Task directions
The answer must be one number: the count of lines in the data below that include "CameraConfig".

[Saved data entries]
· · ·

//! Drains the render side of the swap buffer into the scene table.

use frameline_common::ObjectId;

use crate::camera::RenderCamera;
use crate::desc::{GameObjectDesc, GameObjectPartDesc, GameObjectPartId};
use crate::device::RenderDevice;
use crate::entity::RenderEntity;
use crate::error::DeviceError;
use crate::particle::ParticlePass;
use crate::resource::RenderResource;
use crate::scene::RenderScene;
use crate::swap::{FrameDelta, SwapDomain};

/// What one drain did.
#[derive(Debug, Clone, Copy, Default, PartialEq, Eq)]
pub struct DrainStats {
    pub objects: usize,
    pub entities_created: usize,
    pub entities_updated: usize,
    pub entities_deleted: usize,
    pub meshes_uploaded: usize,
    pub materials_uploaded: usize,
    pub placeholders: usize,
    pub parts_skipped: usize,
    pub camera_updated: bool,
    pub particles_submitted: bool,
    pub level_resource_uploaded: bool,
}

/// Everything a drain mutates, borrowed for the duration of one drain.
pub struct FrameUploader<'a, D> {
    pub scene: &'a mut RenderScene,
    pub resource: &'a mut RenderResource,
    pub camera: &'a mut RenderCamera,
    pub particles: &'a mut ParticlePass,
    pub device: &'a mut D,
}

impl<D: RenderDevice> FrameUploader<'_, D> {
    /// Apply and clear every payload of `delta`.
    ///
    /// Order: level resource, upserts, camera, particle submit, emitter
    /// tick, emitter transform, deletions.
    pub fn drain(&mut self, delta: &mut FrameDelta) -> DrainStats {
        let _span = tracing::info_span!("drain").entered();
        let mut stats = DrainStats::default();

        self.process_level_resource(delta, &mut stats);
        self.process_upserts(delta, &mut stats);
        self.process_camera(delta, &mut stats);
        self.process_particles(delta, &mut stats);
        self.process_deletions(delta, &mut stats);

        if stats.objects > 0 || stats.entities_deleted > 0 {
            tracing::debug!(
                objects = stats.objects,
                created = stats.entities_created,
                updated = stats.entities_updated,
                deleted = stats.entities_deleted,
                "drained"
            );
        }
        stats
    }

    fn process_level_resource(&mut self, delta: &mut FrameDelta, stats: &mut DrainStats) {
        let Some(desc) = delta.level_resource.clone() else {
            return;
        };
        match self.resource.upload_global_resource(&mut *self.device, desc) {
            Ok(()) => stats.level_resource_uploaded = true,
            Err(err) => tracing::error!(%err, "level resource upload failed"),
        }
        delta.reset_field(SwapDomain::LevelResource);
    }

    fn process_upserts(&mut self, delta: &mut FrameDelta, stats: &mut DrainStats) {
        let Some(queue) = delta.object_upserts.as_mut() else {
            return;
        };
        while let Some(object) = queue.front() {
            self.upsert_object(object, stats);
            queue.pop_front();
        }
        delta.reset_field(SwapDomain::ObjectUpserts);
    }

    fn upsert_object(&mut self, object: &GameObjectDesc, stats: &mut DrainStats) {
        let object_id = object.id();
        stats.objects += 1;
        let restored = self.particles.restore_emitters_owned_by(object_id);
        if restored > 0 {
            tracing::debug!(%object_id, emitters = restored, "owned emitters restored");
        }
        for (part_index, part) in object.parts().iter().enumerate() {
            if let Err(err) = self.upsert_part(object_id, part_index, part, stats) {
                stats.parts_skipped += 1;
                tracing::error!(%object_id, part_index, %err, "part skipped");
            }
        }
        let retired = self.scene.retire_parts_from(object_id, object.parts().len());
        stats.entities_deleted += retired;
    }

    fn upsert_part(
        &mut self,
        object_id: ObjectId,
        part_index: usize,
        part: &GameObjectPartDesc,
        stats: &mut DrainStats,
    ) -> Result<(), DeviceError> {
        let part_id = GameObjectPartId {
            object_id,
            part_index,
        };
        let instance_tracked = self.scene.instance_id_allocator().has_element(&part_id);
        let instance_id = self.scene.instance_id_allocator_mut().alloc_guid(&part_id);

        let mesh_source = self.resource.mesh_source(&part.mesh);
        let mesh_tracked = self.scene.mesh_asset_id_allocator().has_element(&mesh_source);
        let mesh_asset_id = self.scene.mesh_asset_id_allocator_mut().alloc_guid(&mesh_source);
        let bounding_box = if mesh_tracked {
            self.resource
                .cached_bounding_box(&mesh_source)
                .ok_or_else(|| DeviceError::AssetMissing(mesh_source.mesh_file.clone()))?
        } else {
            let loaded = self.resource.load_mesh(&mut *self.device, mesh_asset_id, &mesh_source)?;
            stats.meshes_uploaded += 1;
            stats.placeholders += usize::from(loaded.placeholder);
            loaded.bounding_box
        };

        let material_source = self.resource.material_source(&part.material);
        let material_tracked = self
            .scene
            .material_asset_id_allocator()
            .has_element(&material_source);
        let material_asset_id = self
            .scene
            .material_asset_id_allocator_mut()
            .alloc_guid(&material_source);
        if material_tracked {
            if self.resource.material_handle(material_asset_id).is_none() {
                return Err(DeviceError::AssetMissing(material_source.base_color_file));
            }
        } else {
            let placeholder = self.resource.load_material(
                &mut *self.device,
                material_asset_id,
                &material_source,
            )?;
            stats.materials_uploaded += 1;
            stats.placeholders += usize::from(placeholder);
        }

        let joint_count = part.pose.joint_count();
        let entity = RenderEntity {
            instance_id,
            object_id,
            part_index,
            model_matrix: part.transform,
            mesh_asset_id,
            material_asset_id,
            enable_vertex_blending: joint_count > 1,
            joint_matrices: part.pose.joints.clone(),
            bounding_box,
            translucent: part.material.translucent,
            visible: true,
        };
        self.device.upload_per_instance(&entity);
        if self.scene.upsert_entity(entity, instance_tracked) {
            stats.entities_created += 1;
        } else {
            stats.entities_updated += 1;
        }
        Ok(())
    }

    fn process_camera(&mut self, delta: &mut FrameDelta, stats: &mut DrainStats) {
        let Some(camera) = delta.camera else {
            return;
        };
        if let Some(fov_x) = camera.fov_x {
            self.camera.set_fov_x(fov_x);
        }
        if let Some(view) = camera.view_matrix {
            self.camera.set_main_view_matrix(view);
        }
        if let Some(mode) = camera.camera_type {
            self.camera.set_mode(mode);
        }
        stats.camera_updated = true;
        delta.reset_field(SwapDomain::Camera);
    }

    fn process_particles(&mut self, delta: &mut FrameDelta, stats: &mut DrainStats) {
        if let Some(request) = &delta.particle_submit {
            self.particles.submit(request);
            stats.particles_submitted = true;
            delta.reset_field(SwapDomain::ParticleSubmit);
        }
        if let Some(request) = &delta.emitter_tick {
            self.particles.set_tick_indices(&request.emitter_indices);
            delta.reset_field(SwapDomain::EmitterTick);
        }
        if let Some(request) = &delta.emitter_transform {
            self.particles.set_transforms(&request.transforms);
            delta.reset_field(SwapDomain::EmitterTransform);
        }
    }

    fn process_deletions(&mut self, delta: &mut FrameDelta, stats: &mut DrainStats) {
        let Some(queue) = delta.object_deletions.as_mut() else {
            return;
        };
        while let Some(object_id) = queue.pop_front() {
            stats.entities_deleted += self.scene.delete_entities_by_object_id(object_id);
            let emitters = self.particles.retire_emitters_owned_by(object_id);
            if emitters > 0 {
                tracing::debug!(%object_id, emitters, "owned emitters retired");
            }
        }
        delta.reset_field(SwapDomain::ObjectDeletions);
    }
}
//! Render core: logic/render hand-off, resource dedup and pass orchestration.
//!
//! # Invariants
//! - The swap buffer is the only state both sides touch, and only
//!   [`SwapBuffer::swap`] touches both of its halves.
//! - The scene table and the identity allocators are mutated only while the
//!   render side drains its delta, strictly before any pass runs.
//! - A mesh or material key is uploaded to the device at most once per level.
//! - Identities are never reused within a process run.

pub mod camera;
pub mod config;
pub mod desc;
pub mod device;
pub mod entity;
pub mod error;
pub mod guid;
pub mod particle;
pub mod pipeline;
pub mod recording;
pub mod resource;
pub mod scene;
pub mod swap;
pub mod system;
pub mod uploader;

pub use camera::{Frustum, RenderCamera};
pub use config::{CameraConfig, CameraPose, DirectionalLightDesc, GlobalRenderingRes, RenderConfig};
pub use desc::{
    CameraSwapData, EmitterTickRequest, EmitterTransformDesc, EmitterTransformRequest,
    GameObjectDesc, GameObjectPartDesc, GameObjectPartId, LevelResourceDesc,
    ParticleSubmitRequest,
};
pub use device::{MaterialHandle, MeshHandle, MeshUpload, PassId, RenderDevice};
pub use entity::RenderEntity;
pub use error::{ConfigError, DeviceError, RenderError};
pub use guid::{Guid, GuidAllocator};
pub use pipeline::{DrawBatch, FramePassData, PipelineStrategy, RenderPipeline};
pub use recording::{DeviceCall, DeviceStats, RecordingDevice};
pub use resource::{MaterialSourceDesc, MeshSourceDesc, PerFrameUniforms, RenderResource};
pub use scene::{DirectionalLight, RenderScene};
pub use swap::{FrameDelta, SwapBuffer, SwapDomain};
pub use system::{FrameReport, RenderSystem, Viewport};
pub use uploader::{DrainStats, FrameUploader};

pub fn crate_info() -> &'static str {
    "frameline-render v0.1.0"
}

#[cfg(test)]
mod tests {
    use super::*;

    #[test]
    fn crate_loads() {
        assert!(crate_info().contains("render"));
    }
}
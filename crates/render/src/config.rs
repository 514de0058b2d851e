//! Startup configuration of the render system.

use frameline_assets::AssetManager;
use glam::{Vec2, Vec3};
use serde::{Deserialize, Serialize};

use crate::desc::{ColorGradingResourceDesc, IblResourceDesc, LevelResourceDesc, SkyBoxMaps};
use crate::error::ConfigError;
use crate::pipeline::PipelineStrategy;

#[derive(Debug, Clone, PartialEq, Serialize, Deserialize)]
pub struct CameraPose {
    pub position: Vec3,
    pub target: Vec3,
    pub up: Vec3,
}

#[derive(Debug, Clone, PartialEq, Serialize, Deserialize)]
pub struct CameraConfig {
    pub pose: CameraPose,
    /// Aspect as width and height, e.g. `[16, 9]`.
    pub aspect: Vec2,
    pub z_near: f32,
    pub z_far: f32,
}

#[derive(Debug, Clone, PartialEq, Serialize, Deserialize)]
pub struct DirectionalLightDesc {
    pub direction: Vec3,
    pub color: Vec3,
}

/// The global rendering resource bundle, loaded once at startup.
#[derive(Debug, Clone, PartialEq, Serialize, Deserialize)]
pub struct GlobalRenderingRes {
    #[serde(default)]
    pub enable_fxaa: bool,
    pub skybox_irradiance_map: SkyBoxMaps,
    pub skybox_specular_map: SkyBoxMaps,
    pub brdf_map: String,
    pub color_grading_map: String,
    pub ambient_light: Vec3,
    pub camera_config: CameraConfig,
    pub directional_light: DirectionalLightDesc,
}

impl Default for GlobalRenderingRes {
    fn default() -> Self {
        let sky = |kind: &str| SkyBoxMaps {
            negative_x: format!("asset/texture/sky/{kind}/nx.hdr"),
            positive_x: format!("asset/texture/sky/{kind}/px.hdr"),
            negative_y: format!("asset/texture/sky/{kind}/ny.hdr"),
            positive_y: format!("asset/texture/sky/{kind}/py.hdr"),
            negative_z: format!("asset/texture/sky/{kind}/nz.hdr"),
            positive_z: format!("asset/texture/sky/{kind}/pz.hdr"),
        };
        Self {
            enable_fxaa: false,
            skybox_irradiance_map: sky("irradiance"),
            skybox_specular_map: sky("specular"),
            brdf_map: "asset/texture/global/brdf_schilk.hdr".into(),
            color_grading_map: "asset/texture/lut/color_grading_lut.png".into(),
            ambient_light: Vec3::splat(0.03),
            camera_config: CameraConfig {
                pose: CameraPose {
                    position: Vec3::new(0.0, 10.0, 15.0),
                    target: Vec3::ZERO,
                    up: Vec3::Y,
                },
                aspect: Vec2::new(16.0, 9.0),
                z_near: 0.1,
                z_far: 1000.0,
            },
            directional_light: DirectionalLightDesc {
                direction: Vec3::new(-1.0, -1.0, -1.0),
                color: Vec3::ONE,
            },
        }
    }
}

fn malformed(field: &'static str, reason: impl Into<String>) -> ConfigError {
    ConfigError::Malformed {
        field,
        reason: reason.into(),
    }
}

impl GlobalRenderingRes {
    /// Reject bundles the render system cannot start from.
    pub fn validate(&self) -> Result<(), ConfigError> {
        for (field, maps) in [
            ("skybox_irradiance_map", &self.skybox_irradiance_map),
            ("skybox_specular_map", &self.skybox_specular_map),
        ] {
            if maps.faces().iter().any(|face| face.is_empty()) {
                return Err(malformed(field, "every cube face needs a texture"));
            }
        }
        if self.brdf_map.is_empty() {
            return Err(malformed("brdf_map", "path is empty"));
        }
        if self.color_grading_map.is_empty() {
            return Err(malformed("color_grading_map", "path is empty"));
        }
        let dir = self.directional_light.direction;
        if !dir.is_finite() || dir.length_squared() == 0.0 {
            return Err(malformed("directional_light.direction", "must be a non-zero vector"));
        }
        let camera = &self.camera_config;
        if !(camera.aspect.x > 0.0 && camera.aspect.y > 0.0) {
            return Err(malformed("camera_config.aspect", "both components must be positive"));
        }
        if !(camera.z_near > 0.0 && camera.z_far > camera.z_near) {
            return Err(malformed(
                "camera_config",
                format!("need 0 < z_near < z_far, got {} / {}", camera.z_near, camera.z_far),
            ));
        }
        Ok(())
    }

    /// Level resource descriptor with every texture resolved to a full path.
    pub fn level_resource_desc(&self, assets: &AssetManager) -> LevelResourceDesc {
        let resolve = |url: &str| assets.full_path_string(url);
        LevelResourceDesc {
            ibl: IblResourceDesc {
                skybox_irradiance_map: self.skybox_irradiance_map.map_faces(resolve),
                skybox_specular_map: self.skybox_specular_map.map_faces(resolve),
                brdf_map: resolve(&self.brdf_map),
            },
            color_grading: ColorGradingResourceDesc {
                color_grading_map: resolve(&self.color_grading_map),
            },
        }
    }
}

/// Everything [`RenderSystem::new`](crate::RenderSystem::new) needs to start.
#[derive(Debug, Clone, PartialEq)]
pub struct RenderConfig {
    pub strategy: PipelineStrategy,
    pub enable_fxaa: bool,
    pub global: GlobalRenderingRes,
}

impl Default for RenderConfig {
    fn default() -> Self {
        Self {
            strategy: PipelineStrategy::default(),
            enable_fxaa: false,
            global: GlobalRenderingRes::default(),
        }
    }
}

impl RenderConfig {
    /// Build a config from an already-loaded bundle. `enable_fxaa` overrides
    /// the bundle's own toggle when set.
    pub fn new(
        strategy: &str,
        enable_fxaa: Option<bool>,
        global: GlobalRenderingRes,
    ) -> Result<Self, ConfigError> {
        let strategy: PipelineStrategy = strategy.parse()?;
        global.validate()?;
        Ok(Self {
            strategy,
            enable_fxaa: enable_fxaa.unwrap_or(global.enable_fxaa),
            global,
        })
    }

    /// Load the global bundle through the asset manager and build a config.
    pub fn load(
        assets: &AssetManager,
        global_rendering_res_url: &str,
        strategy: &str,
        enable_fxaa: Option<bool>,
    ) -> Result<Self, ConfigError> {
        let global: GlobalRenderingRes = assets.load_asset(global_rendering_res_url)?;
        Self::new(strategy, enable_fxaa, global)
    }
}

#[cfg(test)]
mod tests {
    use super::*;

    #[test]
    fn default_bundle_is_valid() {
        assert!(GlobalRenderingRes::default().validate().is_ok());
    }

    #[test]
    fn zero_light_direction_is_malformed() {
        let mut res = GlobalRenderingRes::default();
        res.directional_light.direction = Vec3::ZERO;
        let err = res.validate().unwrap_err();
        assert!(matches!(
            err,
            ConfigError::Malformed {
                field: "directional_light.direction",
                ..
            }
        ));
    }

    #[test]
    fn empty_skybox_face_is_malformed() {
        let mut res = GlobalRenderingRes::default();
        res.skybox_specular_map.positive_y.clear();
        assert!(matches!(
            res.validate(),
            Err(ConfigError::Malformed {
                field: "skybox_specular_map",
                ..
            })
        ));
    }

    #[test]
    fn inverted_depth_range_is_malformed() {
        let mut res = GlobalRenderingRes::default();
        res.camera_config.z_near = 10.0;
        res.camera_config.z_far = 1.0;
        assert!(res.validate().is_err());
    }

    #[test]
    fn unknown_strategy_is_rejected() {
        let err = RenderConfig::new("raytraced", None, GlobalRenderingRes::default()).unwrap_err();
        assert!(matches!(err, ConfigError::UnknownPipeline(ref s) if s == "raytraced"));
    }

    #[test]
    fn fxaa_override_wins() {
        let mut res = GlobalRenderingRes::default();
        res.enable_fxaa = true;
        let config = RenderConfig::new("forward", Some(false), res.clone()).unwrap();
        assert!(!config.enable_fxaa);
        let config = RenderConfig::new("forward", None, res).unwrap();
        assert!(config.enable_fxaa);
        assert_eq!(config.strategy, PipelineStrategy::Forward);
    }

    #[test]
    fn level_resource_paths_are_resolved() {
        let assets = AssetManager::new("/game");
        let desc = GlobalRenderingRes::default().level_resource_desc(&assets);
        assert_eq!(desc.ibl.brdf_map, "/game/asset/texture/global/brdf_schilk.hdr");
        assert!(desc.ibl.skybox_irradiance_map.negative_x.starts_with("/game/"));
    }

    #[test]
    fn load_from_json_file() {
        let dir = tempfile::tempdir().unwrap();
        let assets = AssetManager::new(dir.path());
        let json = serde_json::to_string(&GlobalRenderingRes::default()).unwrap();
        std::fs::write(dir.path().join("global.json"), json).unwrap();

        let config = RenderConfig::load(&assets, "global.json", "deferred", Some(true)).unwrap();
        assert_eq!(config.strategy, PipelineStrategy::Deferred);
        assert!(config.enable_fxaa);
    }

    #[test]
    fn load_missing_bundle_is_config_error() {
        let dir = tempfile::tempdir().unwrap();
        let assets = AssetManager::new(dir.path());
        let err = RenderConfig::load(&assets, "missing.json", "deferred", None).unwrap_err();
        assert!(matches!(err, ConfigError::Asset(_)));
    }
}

· · ·

Task result
4